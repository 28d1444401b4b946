use chrono::{DateTime, Months, Utc};
use cron::Schedule;
use std::future::Future;
use std::str::FromStr;
use std::sync::Arc;
use tokio::task::{self, JoinHandle};
use tokio::time::sleep;
use tokio_util::sync::CancellationToken;
use tracing::{error, info, warn};

use crate::storage::{EventStore, StorageResult};
use crate::services::producer::EventPublisher;

/// Разбирает cron-выражение. Классическая пятипольная запись crontab
/// дополняется нулевыми секундами, а её дни недели (0 и 7 - воскресенье,
/// 1 - понедельник) переводятся в имена. Шесть и более полей передаются
/// как есть, в нумерации крейта cron (1 - воскресенье).
pub fn parse_schedule(expression: &str) -> Result<Schedule, cron::error::Error> {
    let fields: Vec<&str> = expression.split_whitespace().collect();
    match fields.as_slice() {
        [minute, hour, day, month, weekday] => Schedule::from_str(&format!(
            "0 {minute} {hour} {day} {month} {}",
            crontab_weekdays(weekday)
        )),
        _ => Schedule::from_str(expression.trim()),
    }
}

fn crontab_weekdays(field: &str) -> String {
    const NAMES: [&str; 8] = ["Sun", "Mon", "Tue", "Wed", "Thu", "Fri", "Sat", "Sun"];

    let mut mapped = String::with_capacity(field.len());
    let mut after_step = false;
    let mut chars = field.chars().peekable();
    while let Some(c) = chars.next() {
        if !c.is_ascii_digit() {
            after_step = c == '/';
            mapped.push(c);
            continue;
        }

        let mut number = String::from(c);
        while let Some(digit) = chars.next_if(char::is_ascii_digit) {
            number.push(digit);
        }
        // шаг после '/' остаётся числом
        match number.parse::<usize>().ok().and_then(|n| NAMES.get(n)) {
            Some(name) if !after_step => mapped.push_str(name),
            _ => mapped.push_str(&number),
        }
    }
    mapped
}

/// Удаляет события, начавшиеся больше календарного года назад.
/// Ошибка удаления одного события не прерывает обход.
pub async fn purge_expired(store: &dyn EventStore, now: DateTime<Utc>) -> StorageResult<usize> {
    let threshold = now.checked_sub_months(Months::new(12)).unwrap_or(DateTime::<Utc>::MIN_UTC);
    let events = store.get_events().await?;

    let mut purged = 0;
    for event in events.iter().filter(|e| e.start_date < threshold) {
        match store.delete_event(&event.id).await {
            Ok(()) => purged += 1,
            Err(e) => error!("🗑️ Failed to delete expired event {}: {}", event.id, e),
        }
    }

    if purged == 0 {
        info!("🗑️ No expired events to purge");
    } else {
        info!("🗑️ Purged {} events older than {}", purged, threshold);
    }
    Ok(purged)
}

/// Публикует наступившие напоминания и помечает их отправленными.
/// При ошибке публикации напоминание остаётся в ожидании до следующего запуска.
pub async fn dispatch_reminders(
    store: &dyn EventStore,
    publisher: &dyn EventPublisher,
    now: DateTime<Utc>,
) -> StorageResult<usize> {
    let events = store.get_events().await?;

    let mut dispatched = 0;
    for mut event in events.into_iter().filter(|e| e.is_reminder_due(now)) {
        if let Err(e) = publisher.send_event_message(&event).await {
            warn!("🔔 Reminder for event {} left pending: {}", event.id, e);
            continue;
        }

        event.is_send = true;
        match store.update_event(&event).await {
            Ok(()) => {
                dispatched += 1;
                info!("🔔 Reminder sent for event {} ({})", event.id, event.owner);
            }
            Err(e) => error!("🔔 Failed to mark event {} as sent: {}", event.id, e),
        }
    }

    Ok(dispatched)
}

pub struct Scheduler {
    store: Arc<dyn EventStore>,
    publisher: Arc<dyn EventPublisher>,
    schedule: Schedule,
}

impl Scheduler {
    pub fn new(
        store: Arc<dyn EventStore>,
        publisher: Arc<dyn EventPublisher>,
        expression: &str,
    ) -> Result<Self, cron::error::Error> {
        Ok(Self {
            store,
            publisher,
            schedule: parse_schedule(expression)?,
        })
    }

    /// Запускает очистку и рассылку двумя независимыми задачами.
    pub fn start(&self, token: CancellationToken) -> Vec<JoinHandle<()>> {
        let store = self.store.clone();
        let purge = task::spawn(run_job("purge", self.schedule.clone(), token.clone(), move || {
            let store = store.clone();
            async move {
                if let Err(e) = purge_expired(store.as_ref(), Utc::now()).await {
                    error!("🗑️ Purge run failed: {}", e);
                }
            }
        }));

        let store = self.store.clone();
        let publisher = self.publisher.clone();
        let dispatch = task::spawn(run_job("dispatch", self.schedule.clone(), token, move || {
            let store = store.clone();
            let publisher = publisher.clone();
            async move {
                if let Err(e) = dispatch_reminders(store.as_ref(), publisher.as_ref(), Utc::now()).await {
                    error!("🔔 Reminder run failed: {}", e);
                }
            }
        }));

        vec![purge, dispatch]
    }
}

async fn run_job<F, Fut>(name: &'static str, schedule: Schedule, token: CancellationToken, job: F)
where
    F: Fn() -> Fut,
    Fut: Future<Output = ()>,
{
    info!("⏰ Job {} scheduled", name);

    loop {
        let Some(next) = schedule.upcoming(Utc).next() else {
            warn!("⏰ Schedule for job {} has no upcoming runs", name);
            break;
        };
        let wait = (next - Utc::now()).to_std().unwrap_or_default();

        tokio::select! {
            _ = token.cancelled() => break,
            _ = sleep(wait) => {}
        }

        // Прерванный запуск доделает следующий: отправленные, но не
        // отмеченные напоминания уйдут повторно
        tokio::select! {
            _ = token.cancelled() => {
                warn!("⏰ Job {} interrupted by shutdown", name);
                break;
            }
            _ = job() => {}
        }
    }

    info!("⏰ Job {} stopped", name);
}

#[cfg(test)]
mod tests {
    use super::*;
    use crate::error::PublishError;
    use crate::models::Event;
    use crate::storage::MemoryEventStore;
    use async_trait::async_trait;
    use chrono::{Duration, TimeZone};
    use std::sync::Mutex;

    struct SlowPublisher {
        delay: std::time::Duration,
        calls: std::sync::atomic::AtomicUsize,
    }

    #[async_trait]
    impl EventPublisher for SlowPublisher {
        async fn send_event_message(&self, _event: &Event) -> Result<(), PublishError> {
            self.calls.fetch_add(1, std::sync::atomic::Ordering::SeqCst);
            tokio::time::sleep(self.delay).await;
            Ok(())
        }
    }

    #[derive(Default)]
    struct RecordingPublisher {
        sent: Mutex<Vec<String>>,
        fail: bool,
    }

    #[async_trait]
    impl EventPublisher for RecordingPublisher {
        async fn send_event_message(&self, event: &Event) -> Result<(), PublishError> {
            if self.fail {
                return Err(PublishError::Kafka {
                    id: event.id.clone(),
                    topic: "reminders".into(),
                    reason: "broker unavailable".into(),
                });
            }
            self.sent.lock().unwrap().push(event.id.clone());
            Ok(())
        }
    }

    fn event(id: &str, start_date: DateTime<Utc>, remind_at: i64) -> Event {
        Event {
            id: id.into(),
            title: "meeting".into(),
            start_date,
            duration: Duration::hours(1),
            description: String::new(),
            owner: "alice".into(),
            remind_at,
            is_send: false,
        }
    }

    fn now() -> DateTime<Utc> {
        Utc.with_ymd_and_hms(2026, 10, 16, 12, 0, 0).unwrap()
    }

    #[test]
    fn five_field_expression_gets_seconds() {
        let schedule = parse_schedule("*/5 * * * *").unwrap();
        let next = schedule.after(&now()).next().unwrap();
        assert_eq!(next, Utc.with_ymd_and_hms(2026, 10, 16, 12, 5, 0).unwrap());
    }

    #[test]
    fn six_field_expression_is_used_as_is() {
        let schedule = parse_schedule("30 * * * * *").unwrap();
        let next = schedule.after(&now()).next().unwrap();
        assert_eq!(next, Utc.with_ymd_and_hms(2026, 10, 16, 12, 0, 30).unwrap());
    }

    #[test]
    fn crontab_weekdays_count_from_sunday_zero() {
        // now() - пятница 2026-10-16
        let sunday = parse_schedule("0 9 * * 0").unwrap();
        assert_eq!(
            sunday.after(&now()).next().unwrap(),
            Utc.with_ymd_and_hms(2026, 10, 18, 9, 0, 0).unwrap()
        );

        let also_sunday = parse_schedule("0 9 * * 7").unwrap();
        assert_eq!(
            also_sunday.after(&now()).next().unwrap(),
            Utc.with_ymd_and_hms(2026, 10, 18, 9, 0, 0).unwrap()
        );

        let monday = parse_schedule("* * * * 1").unwrap();
        assert_eq!(
            monday.after(&now()).next().unwrap(),
            Utc.with_ymd_and_hms(2026, 10, 19, 0, 0, 0).unwrap()
        );

        let workdays = parse_schedule("30 8 * * 1-5").unwrap();
        assert_eq!(
            workdays.after(&now()).next().unwrap(),
            Utc.with_ymd_and_hms(2026, 10, 19, 8, 30, 0).unwrap()
        );
    }

    #[test]
    fn weekday_steps_and_lists_are_mapped() {
        assert_eq!(crontab_weekdays("*"), "*");
        assert_eq!(crontab_weekdays("0,6"), "Sun,Sat");
        assert_eq!(crontab_weekdays("1-5/2"), "Mon-Fri/2");
        assert_eq!(crontab_weekdays("*/2"), "*/2");
        assert_eq!(crontab_weekdays("Mon"), "Mon");
    }

    #[test]
    fn rejects_garbage_expression() {
        assert!(parse_schedule("every minute").is_err());
    }

    #[tokio::test]
    async fn purges_only_events_older_than_a_year() {
        let store = MemoryEventStore::new();
        store.create_event(&event("old", now() - Duration::days(400), 0)).await.unwrap();
        store.create_event(&event("recent", now() - Duration::days(300), 0)).await.unwrap();

        let purged = purge_expired(&store, now()).await.unwrap();

        assert_eq!(purged, 1);
        let left: Vec<String> = store.get_events().await.unwrap().into_iter().map(|e| e.id).collect();
        assert_eq!(left, vec!["recent".to_string()]);
    }

    #[tokio::test]
    async fn dispatches_due_reminder_once() {
        let store = MemoryEventStore::new();
        let publisher = RecordingPublisher::default();
        // начало через 5 минут, напомнить за 10
        store.create_event(&event("due", now() + Duration::minutes(5), 10)).await.unwrap();

        assert_eq!(dispatch_reminders(&store, &publisher, now()).await.unwrap(), 1);
        assert_eq!(dispatch_reminders(&store, &publisher, now()).await.unwrap(), 0);

        assert_eq!(*publisher.sent.lock().unwrap(), vec!["due".to_string()]);
        assert!(store.get_events().await.unwrap()[0].is_send);
    }

    #[tokio::test]
    async fn leaves_future_reminder_pending() {
        let store = MemoryEventStore::new();
        let publisher = RecordingPublisher::default();
        store.create_event(&event("later", now() + Duration::hours(2), 10)).await.unwrap();

        assert_eq!(dispatch_reminders(&store, &publisher, now()).await.unwrap(), 0);
        assert!(publisher.sent.lock().unwrap().is_empty());
        assert!(!store.get_events().await.unwrap()[0].is_send);
    }

    #[tokio::test]
    async fn failed_publish_keeps_reminder_pending() {
        let store = MemoryEventStore::new();
        let publisher = RecordingPublisher {
            fail: true,
            ..Default::default()
        };
        store.create_event(&event("due", now(), 0)).await.unwrap();

        assert_eq!(dispatch_reminders(&store, &publisher, now()).await.unwrap(), 0);
        assert!(!store.get_events().await.unwrap()[0].is_send);
    }

    #[tokio::test]
    async fn jobs_stop_on_cancellation() {
        let store: Arc<dyn EventStore> = Arc::new(MemoryEventStore::new());
        let publisher: Arc<dyn EventPublisher> = Arc::new(RecordingPublisher::default());
        let scheduler = Scheduler::new(store, publisher, "0 0 1 1 *").unwrap();
        let token = CancellationToken::new();

        let handles = scheduler.start(token.clone());
        token.cancel();

        for handle in handles {
            tokio::time::timeout(std::time::Duration::from_secs(1), handle)
                .await
                .unwrap()
                .unwrap();
        }
    }

    #[tokio::test]
    async fn running_dispatch_stops_on_cancellation() {
        let store = Arc::new(MemoryEventStore::new());
        for i in 0..10 {
            store
                .create_event(&event(&format!("due-{i}"), Utc::now(), 0))
                .await
                .unwrap();
        }
        let publisher = Arc::new(SlowPublisher {
            delay: std::time::Duration::from_secs(1),
            calls: Default::default(),
        });
        let scheduler = Scheduler::new(store.clone(), publisher.clone(), "* * * * * *").unwrap();
        let token = CancellationToken::new();

        let handles = scheduler.start(token.clone());
        tokio::time::sleep(std::time::Duration::from_millis(1500)).await;
        assert!(publisher.calls.load(std::sync::atomic::Ordering::SeqCst) >= 1);
        token.cancel();

        for handle in handles {
            tokio::time::timeout(std::time::Duration::from_millis(500), handle)
                .await
                .expect("job did not stop promptly after cancellation")
                .unwrap();
        }
        let sent = store.get_events().await.unwrap().into_iter().filter(|e| e.is_send).count();
        assert!(sent < 10);
    }
}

YOUR TASK: Only the lines from the top of the data through the line that contains "нулевыми секундами, а" should be quoted, exactly as they stand.

RESPONSE:
repository 28d1444401b4b946
use chrono::{DateTime, Months, Utc};
use cron::Schedule;
use std::future::Future;
use std::str::FromStr;
use std::sync::Arc;
use tokio::task::{self, JoinHandle};
use tokio::time::sleep;
use tokio_util::sync::CancellationToken;
use tracing::{error, info, warn};

use crate::storage::{EventStore, StorageResult};
use crate::services::producer::EventPublisher;

/// Разбирает cron-выражение. Классическая пятипольная запись crontab
/// дополняется нулевыми секундами, а её дни недели (0 и 7 - воскресенье,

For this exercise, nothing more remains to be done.